§ **GIVEN DATA**
++++++

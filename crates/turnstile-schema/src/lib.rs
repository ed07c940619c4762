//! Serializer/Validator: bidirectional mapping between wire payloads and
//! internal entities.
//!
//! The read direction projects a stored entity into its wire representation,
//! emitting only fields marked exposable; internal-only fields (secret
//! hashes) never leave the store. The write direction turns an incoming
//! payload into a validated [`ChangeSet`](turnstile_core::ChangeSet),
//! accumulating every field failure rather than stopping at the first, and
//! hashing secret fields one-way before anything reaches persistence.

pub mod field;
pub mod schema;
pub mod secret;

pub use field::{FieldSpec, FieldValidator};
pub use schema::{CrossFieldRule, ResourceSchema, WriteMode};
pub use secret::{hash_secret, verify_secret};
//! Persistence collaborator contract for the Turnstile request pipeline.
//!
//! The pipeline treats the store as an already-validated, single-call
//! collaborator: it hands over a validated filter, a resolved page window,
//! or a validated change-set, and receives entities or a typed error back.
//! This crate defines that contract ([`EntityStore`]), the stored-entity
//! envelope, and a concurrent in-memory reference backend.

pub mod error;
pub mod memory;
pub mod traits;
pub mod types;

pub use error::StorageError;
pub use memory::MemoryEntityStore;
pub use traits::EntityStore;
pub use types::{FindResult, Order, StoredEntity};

++++++

§ **PROMPT**
Reply with an exact copy of the lines running from the one containing "wire payloads and" through the end of the entries above, both ends included.

§ **RESULT BELOW**
//! Serializer/Validator: bidirectional mapping between wire payloads and
//! internal entities.
//!
//! The read direction projects a stored entity into its wire representation,
//! emitting only fields marked exposable; internal-only fields (secret
//! hashes) never leave the store. The write direction turns an incoming
//! payload into a validated [`ChangeSet`](turnstile_core::ChangeSet),
//! accumulating every field failure rather than stopping at the first, and
//! hashing secret fields one-way before anything reaches persistence.

pub mod field;
pub mod schema;
pub mod secret;

pub use field::{FieldSpec, FieldValidator};
pub use schema::{CrossFieldRule, ResourceSchema, WriteMode};
pub use secret::{hash_secret, verify_secret};
//! Persistence collaborator contract for the Turnstile request pipeline.
//!
//! The pipeline treats the store as an already-validated, single-call
//! collaborator: it hands over a validated filter, a resolved page window,
//! or a validated change-set, and receives entities or a typed error back.
//! This crate defines that contract ([`EntityStore`]), the stored-entity
//! envelope, and a concurrent in-memory reference backend.

pub mod error;
pub mod memory;
pub mod traits;
pub mod types;

pub use error::StorageError;
pub use memory::MemoryEntityStore;
pub use traits::EntityStore;
pub use types::{FindResult, Order, StoredEntity};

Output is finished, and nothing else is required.